TASK INPUTS.
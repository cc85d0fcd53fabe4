/// Request logging middleware
///
/// Emits one structured event per request with method, path, status and
/// latency. Failed requests also carry the `error_id` returned to the client.
/// Headers are never logged, so credentials in `Authorization` do not reach
/// the logs.

use actix_web::{
    dev::{forward_ready, Service, ServiceRequest, ServiceResponse, Transform},
    Error,
};
use futures::future::LocalBoxFuture;
use std::rc::Rc;
use std::time::Instant;
use uuid::Uuid;

use crate::error::ErrorId;

pub struct RequestLogger;

impl<S, B> Transform<S, ServiceRequest> for RequestLogger
where
    S: Service<ServiceRequest, Response = ServiceResponse<B>, Error = Error> + 'static,
    S::Future: 'static,
    B: 'static,
{
    type Response = ServiceResponse<B>;
    type Error = Error;
    type InitError = ();
    type Transform = RequestLoggerService<S>;
    type Future = std::future::Ready<Result<Self::Transform, Self::InitError>>;

    fn new_transform(&self, service: S) -> Self::Future {
        std::future::ready(Ok(RequestLoggerService {
            service: Rc::new(service),
        }))
    }
}

pub struct RequestLoggerService<S> {
    service: Rc<S>,
}

impl<S, B> Service<ServiceRequest> for RequestLoggerService<S>
where
    S: Service<ServiceRequest, Response = ServiceResponse<B>, Error = Error> + 'static,
    S::Future: 'static,
    B: 'static,
{
    type Response = ServiceResponse<B>;
    type Error = Error;
    type Future = LocalBoxFuture<'static, Result<Self::Response, Self::Error>>;

    forward_ready!(service);

    fn call(&self, req: ServiceRequest) -> Self::Future {
        let start_time = Instant::now();
        let request_id = Uuid::new_v4();
        let method = req.method().to_string();
        let path = req.path().to_string();

        tracing::debug!(%request_id, %method, %path, "Request started");

        let service = self.service.clone();

        Box::pin(async move {
            let res = service.call(req).await?;

            let status = res.status().as_u16();
            let elapsed_ms = start_time.elapsed().as_millis() as u64;
            let logged_error_id = error_id(&res);
            let error_id = logged_error_id.as_deref();

            if res.status().is_server_error() {
                tracing::error!(%request_id, %method, %path, status, elapsed_ms, error_id, "Request completed");
            } else {
                tracing::info!(%request_id, %method, %path, status, elapsed_ms, error_id, "Request completed");
            }

            Ok(res)
        })
    }
}

fn error_id<B>(res: &ServiceResponse<B>) -> Option<String> {
    res.response()
        .extensions()
        .get::<ErrorId>()
        .map(|id| id.0.to_string())
}

#[cfg(test)]
mod tests {
    use super::*;
    use crate::error::{AppError, AuthError};
    use actix_web::{test, web, App, HttpResponse};

    async fn forbidden() -> Result<HttpResponse, AppError> {
        Err(AuthError::Forbidden.into())
    }

    async fn ok() -> HttpResponse {
        HttpResponse::Ok().finish()
    }

    #[actix_web::test]
    async fn test_error_id_reaches_the_logger() {
        let app = test::init_service(
            App::new()
                .wrap(RequestLogger)
                .route("/forbidden", web::get().to(forbidden))
                .route("/ok", web::get().to(ok)),
        )
        .await;

        let res = test::call_service(&app, test::TestRequest::get().uri("/forbidden").to_request()).await;
        assert_eq!(res.status().as_u16(), 403);
        let logged = error_id(&res).expect("error id missing");

        let body: serde_json::Value = test::read_body_json(res).await;
        assert_eq!(body["error_id"], logged);

        let res = test::call_service(&app, test::TestRequest::get().uri("/ok").to_request()).await;
        assert!(error_id(&res).is_none());
    }
}
use actix_files as fs;
use actix_web::dev::Server;
use actix_web::{web, App, HttpServer};
use sqlx::PgPool;
use std::net::TcpListener;

use crate::auth::DummyPasswordHash;
use crate::configuration::{ApplicationSettings, AuthSettings};
use crate::error::{AppError, ValidationError};
use crate::metrics::HitCounter;
use crate::middleware::{HitCounterMiddleware, RequestLogger};
use crate::routes::{
    create_chirp, create_user, delete_chirp, get_chirp, health_check, list_chirps, login, metrics,
    polka_webhook, refresh, reset, revoke, update_user,
};

pub fn run(
    listener: TcpListener,
    connection: PgPool,
    application: ApplicationSettings,
    auth: AuthSettings,
) -> Result<Server, std::io::Error> {
    let dummy_hash = DummyPasswordHash::new(auth.bcrypt_cost)
        .map(web::Data::new)
        .map_err(|e| std::io::Error::new(std::io::ErrorKind::InvalidInput, e.to_string()))?;
    let connection = web::Data::new(connection);
    let auth = web::Data::new(auth);
    let static_dir = application.static_dir.clone();
    let application = web::Data::new(application);
    let hits = web::Data::new(HitCounter::new());

    let server = HttpServer::new(move || {
        // Malformed JSON bodies and query strings become 400s in the API error format
        let json_config = web::JsonConfig::default().error_handler(|err, _req| {
            AppError::from(ValidationError::InvalidFormat(err.to_string())).into()
        });
        let query_config = web::QueryConfig::default().error_handler(|err, _req| {
            AppError::from(ValidationError::InvalidFormat(err.to_string())).into()
        });

        App::new()
            .wrap(RequestLogger)
            .app_data(connection.clone())
            .app_data(auth.clone())
            .app_data(dummy_hash.clone())
            .app_data(application.clone())
            .app_data(hits.clone())
            .app_data(json_config)
            .app_data(query_config)
            .route("/api/healthz", web::get().to(health_check))
            .route("/admin/metrics", web::get().to(metrics))
            .route("/admin/reset", web::post().to(reset))
            .service(
                web::resource("/api/users")
                    .route(web::post().to(create_user))
                    .route(web::put().to(update_user)),
            )
            .route("/api/login", web::post().to(login))
            .route("/api/refresh", web::post().to(refresh))
            .route("/api/revoke", web::post().to(revoke))
            .service(
                web::resource("/api/chirps")
                    .route(web::post().to(create_chirp))
                    .route(web::get().to(list_chirps)),
            )
            .service(
                web::resource("/api/chirps/{chirp_id}")
                    .route(web::get().to(get_chirp))
                    .route(web::delete().to(delete_chirp)),
            )
            .route("/api/polka/webhooks", web::post().to(polka_webhook))
            // Static files are counted by the hit counter; nothing else is
            .service(
                web::scope("/app")
                    .wrap(HitCounterMiddleware::new(hits.clone()))
                    .service(fs::Files::new("", &static_dir).index_file("index.html")),
            )
    })
    .listen(listener)?
    .run();

    Ok(server)
}
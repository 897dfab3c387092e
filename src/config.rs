//! Configuration for LPT Défis
//!
//! CLI arguments and environment variable handling using clap.

use clap::{Parser, Subcommand};
use std::path::PathBuf;
use std::time::Duration;

use crate::migration::EngineConfig;

/// LPT Défis - move anonymous challenge participations into an account
#[derive(Parser, Debug, Clone)]
#[command(name = "lpt-defis")]
#[command(about = "Anonymous participation reconciliation for LPT Défis")]
pub struct Args {
    /// MongoDB connection URI
    #[arg(long, env = "MONGODB_URI", default_value = "mongodb://localhost:27017")]
    pub mongodb_uri: String,

    /// MongoDB database name
    #[arg(long, env = "MONGODB_DB", default_value = "lpt_defis")]
    pub mongodb_db: String,

    /// Path of the local anonymous participation store
    #[arg(long, env = "ANONYMOUS_STORE_PATH", default_value = "anonymous_participations.json")]
    pub store_path: PathBuf,

    /// JWT secret used to verify session tokens (required in production)
    #[arg(long, env = "JWT_SECRET")]
    pub jwt_secret: Option<String>,

    /// Session token of the signed-in user
    #[arg(long, env = "SESSION_TOKEN")]
    pub token: Option<String>,

    /// Signed-in user id, bypassing token verification (dev mode only)
    #[arg(long, env = "USER_ID")]
    pub user_id: Option<String>,

    /// Enable development mode (in-memory persistence, static identity)
    #[arg(long, env = "DEV_MODE", default_value = "false")]
    pub dev_mode: bool,

    /// Timeout for each persistence call in milliseconds
    #[arg(long, env = "REQUEST_TIMEOUT_MS", default_value = "5000")]
    pub request_timeout_ms: u64,

    /// Log level (trace, debug, info, warn, error)
    #[arg(long, env = "LOG_LEVEL", default_value = "info")]
    pub log_level: String,

    /// Append migration audit events to this JSONL file
    #[arg(long, env = "AUDIT_LOG_PATH")]
    pub audit_log: Option<PathBuf>,

    #[command(subcommand)]
    pub command: Command,
}

#[derive(Subcommand, Debug, Clone, PartialEq)]
pub enum Command {
    /// Run the session-start migration once
    Migrate,
    /// List pending anonymous participations
    Status,
    /// Record an anonymous participation
    Record {
        /// Challenge identifier
        challenge_id: String,
        /// Submission content (JSON, or plain text)
        #[arg(long, default_value = "null")]
        payload: String,
    },
    /// Discard every pending anonymous participation
    Clear,
}

impl Args {
    /// Engine settings derived from the arguments
    pub fn engine_config(&self) -> EngineConfig {
        EngineConfig {
            request_timeout: Duration::from_millis(self.request_timeout_ms),
        }
    }

    /// Validate configuration
    pub fn validate(&self) -> Result<(), String> {
        if !self.dev_mode {
            if self.jwt_secret.is_none() {
                return Err("JWT_SECRET is required in production mode".to_string());
            }

            if self.user_id.is_some() {
                return Err("USER_ID is only accepted in dev mode; use SESSION_TOKEN".to_string());
            }
        }

        if self.request_timeout_ms == 0 {
            return Err("REQUEST_TIMEOUT_MS must be greater than zero".to_string());
        }

        Ok(())
    }
}

/// Parse a payload argument as JSON, falling back to a plain string
pub fn parse_payload(raw: &str) -> serde_json::Value {
    serde_json::from_str(raw).unwrap_or_else(|_| serde_json::Value::String(raw.to_string()))
}
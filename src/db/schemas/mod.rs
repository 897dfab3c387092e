//! Database schemas for LPT Défis

mod metadata;
mod participation;

pub use metadata::Metadata;
pub use participation::{ParticipationDoc, PARTICIPATION_COLLECTION};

WHAT THE TASK REQUIRES.
From the entries above, collect every line with the string "move" in it.

OUTPUT BELOW.
        Box::pin(async move {
    let server = HttpServer::new(move || {
/// LPT Défis - move anonymous challenge participations into an account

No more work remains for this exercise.